India Bars Kashmiri Photographer From Traveling to Receive Pulitzer

India Bars Kashmiri Photographer From Traveling to Receive Pulitzer

MUMBAI, India — A Kashmiri photojournalist who was part of a team that won a Pulitzer Prize this May has been barred by the Indian authorities from traveling to the United States to receive her award, the latest case of brazen harassment of the country’s news media.

The photographer, Sanna Irshad Mattoo, was awarded the Pulitzer for her role in coverage by the news agency Reuters of India’s devastation last year during the second wave of Covid-19. She said immigration officers at the New Delhi airport had pulled her aside on Tuesday and stamped her airline ticket “canceled without prejudice,” offering no explanation.

Ms. Mattoo had a valid visa to the United States, as well as an invitation to attend the Pulitzer award ceremony on Thursday. Her Reuters colleagues who were traveling with her — who are not from the disputed Kashmir region — were allowed to board the flight.

It was the second time in recent months that Ms. Mattoo, 28, had been stopped from traveling at the New Delhi airport. In July, the authorities turned her away as she tried to travel to Paris for another ceremony. “I wrote to many concerned departments if there is anything against me, any order,” Ms. Mattoo said. “But no response.”

In a statement, Reuters said it had “not been offered an official explanation as to why she has not been allowed to leave the country.”

India’s home affairs ministry, which oversees immigration at airports, did not respond to requests for comment.
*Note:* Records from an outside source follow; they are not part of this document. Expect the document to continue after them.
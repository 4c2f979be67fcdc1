// ugBC - A retargetable BASIC compiler creating binaries for 8-bit home computers
// Copyright (C) 2026  Marcel Joachim Kloubert <marcel@kloubert.dev>
//
// This program is free software: you can redistribute it and/or modify
// it under the terms of the GNU Affero General Public License as published by
// the Free Software Foundation, either version 3 of the License, or
// (at your option) any later version.
//
// This program is distributed in the hope that it will be useful,
// but WITHOUT ANY WARRANTY; without even the implied warranty of
// MERCHANTABILITY or FITNESS FOR A PARTICULAR PURPOSE.  See the
// GNU Affero General Public License for more details.
//
// You should have received a copy of the GNU Affero General Public License
// along with this program.  If not, see <https://www.gnu.org/licenses/>.

//! Compile and build through a recording toolchain.

use pretty_assertions::assert_eq;
use std::fs;
use ugbc::backend::Target;
use ugbc::output::{build, d64, BuildArtifacts};
use ugbc::toolchain::RecordingToolchain;
use ugbc::{compile, compile_file, CompilerOptions, ErrorCode, OutputFormat, TargetKind};

const PROGRAM: &str = "a = 10\nPRINT a\n";

fn options(format: OutputFormat) -> CompilerOptions {
    CompilerOptions {
        output_format: Some(format),
        ..CompilerOptions::default()
    }
}

fn build_source(
    source: &str,
    kind: TargetKind,
    format: OutputFormat,
    toolchain: &mut RecordingToolchain,
) -> ugbc::Result<BuildArtifacts> {
    let compilation = compile(source, options(format), kind)?;
    let dir = tempfile::tempdir().unwrap();
    let target = Target::new(kind);
    build(
        target.machine.as_ref(),
        &compilation.program,
        &compilation.storage,
        dir.path(),
        false,
        toolchain,
    )
}

#[test]
fn test_c64_prg() {
    let mut toolchain = RecordingToolchain::new();
    let artifacts = build_source(PROGRAM, TargetKind::C64, OutputFormat::Prg, &mut toolchain).unwrap();
    assert_eq!(toolchain.programs(), vec!["ca65", "ld65"]);
    assert_eq!(&artifacts.binary[..2], &[0x01, 0x08]);
    assert!(artifacts.listing.is_none());
}

#[test]
fn test_c64_d64_carries_storage() {
    let dir = tempfile::tempdir().unwrap();
    fs::write(dir.path().join("level.bin"), [1, 2, 3, 4]).unwrap();
    let source_path = dir.path().join("game.bas");
    fs::write(
        &source_path,
        "STORAGE \"disk\"\nFILE \"level.bin\" AS \"LEVEL\"\nENDSTORAGE\nPRINT \"OK\"\n",
    )
    .unwrap();

    let compilation = compile_file(&source_path, options(OutputFormat::D64), TargetKind::C64).unwrap();
    assert_eq!(compilation.storage.len(), 1);
    assert_eq!(compilation.storage[0].name, "LEVEL");
    assert_eq!(compilation.storage[0].data, vec![1, 2, 3, 4]);

    let work = tempfile::tempdir().unwrap();
    let mut toolchain = RecordingToolchain::new();
    let target = Target::new(TargetKind::C64);
    let artifacts = build(
        target.machine.as_ref(),
        &compilation.program,
        &compilation.storage,
        work.path(),
        false,
        &mut toolchain,
    )
    .unwrap();
    assert_eq!(artifacts.binary.len(), d64::D64_SIZE);
    assert_eq!(toolchain.programs(), vec!["ca65", "ld65"]);
}

#[test]
fn test_coco_dsk() {
    let mut toolchain = RecordingToolchain::new();
    build_source(PROGRAM, TargetKind::Coco, OutputFormat::Dsk, &mut toolchain).unwrap();
    assert_eq!(toolchain.programs(), vec!["asm6809", "decb", "decb"]);
    assert!(toolchain.commands[2].args.last().unwrap().ends_with(",PROGRAM.BIN"));
}

#[test]
fn test_coco_bin_is_raw() {
    let mut toolchain = RecordingToolchain::new();
    toolchain.binary = vec![0x39, 0x12];
    let artifacts = build_source(PROGRAM, TargetKind::Coco, OutputFormat::Bin, &mut toolchain).unwrap();
    assert_eq!(artifacts.binary, vec![0x39, 0x12]);
    assert_eq!(toolchain.programs(), vec!["asm6809"]);
}

#[test]
fn test_atari_xex() {
    let mut toolchain = RecordingToolchain::new();
    let artifacts = build_source(PROGRAM, TargetKind::Atari, OutputFormat::Xex, &mut toolchain).unwrap();
    assert_eq!(&artifacts.binary[..2], &[0xFF, 0xFF]);
    assert_eq!(&artifacts.binary[2..4], &[0x00, 0x20]);
}

#[test]
fn test_atari_atr() {
    let mut toolchain = RecordingToolchain::new();
    build_source(PROGRAM, TargetKind::Atari, OutputFormat::Atr, &mut toolchain).unwrap();
    assert_eq!(toolchain.programs(), vec!["ca65", "ld65", "dir2atr"]);
}

#[test]
fn test_atari_rom_is_a_full_cartridge() {
    let mut toolchain = RecordingToolchain::new();
    let artifacts = build_source(PROGRAM, TargetKind::Atari, OutputFormat::Rom, &mut toolchain).unwrap();
    assert_eq!(artifacts.binary.len(), 8192);
    assert_eq!(artifacts.binary[0], 0x60);
}

#[test]
fn test_failing_linker() {
    let mut toolchain = RecordingToolchain::new();
    toolchain.failing = Some("ld65".to_string());
    let error = build_source(PROGRAM, TargetKind::C64, OutputFormat::Prg, &mut toolchain).unwrap_err();
    assert_eq!(error.code, ErrorCode::ToolFailed);
    assert_eq!(toolchain.programs(), vec!["ca65", "ld65"]);
}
Kanchan Gupta, an adviser to India’s information and broadcasting ministry, recently rejected suggestions that there was any “concerted effort to manipulate or intimidate” journalists.

But Ms. Matto’s harassment by the Indian authorities is the latest example of what human rights organizations have called an erosion of free speech in the country. The Indian government, the groups say, has weaponized the legal system and other levers of power to harass and intimidate journalists and activists, with the crackdown manifesting particularly harshly in the Indian-controlled portion of the Kashmir Valley, which is disputed with Pakistan.

The clampdown in Muslim-majority Kashmir intensified after Prime Minister Narendra Modi’s government stripped the region of its semi-autonomy in 2019 and brought it under New Delhi’s firm control. Several journalists and activists have been arrested and remain in jail under laws that allow people to be held for extended periods without trial and that make bail terms extremely difficult.

Mr. Modi’s administration justified the change in the region’s status as necessary to root out militancy and improve development. But over the past year militancy in the region has only intensified, with attackers repeatedly targeting civilians from the Hindu minority.

The Committee to Project Journalists said in a statement that the decision to prevent Ms. Mattoo from traveling was “arbitrary and excessive.”

“There is no reason why Kashmiri journalist Sanna Irshad Mattoo, who had all the right travel documents and has won a Pulitzer — one of the most prestigious journalism awards — should have been prevented from traveling abroad,” said Beh Lih Yi, the organization’s Asia program coordinator. “Indian authorities must immediately cease all forms of harassment and intimidation against journalists covering the situation in Kashmir.”

In awarding the prize for feature photography to the Reuters team, the Pulitzer board said the work of Ms. Mattoo, along with that of her colleagues Amit Dave, Adnan Abidi and Danish Siddiqui, who was later killed by the Taliban on assignment in Afghanistan — “balanced intimacy and devastation.”

The second wave of Covid particularly affected India’s urban centers, with overwhelmed hospitals running out of oxygen and patients dying in parking lots. The Indian government has tried to play down the toll, lashing out against coverage of the devastation by the foreign news media, particularly photographs of mass cremations that continued around the clock to meet the demand.

Hari Kumar contributed reporting from New Delhi.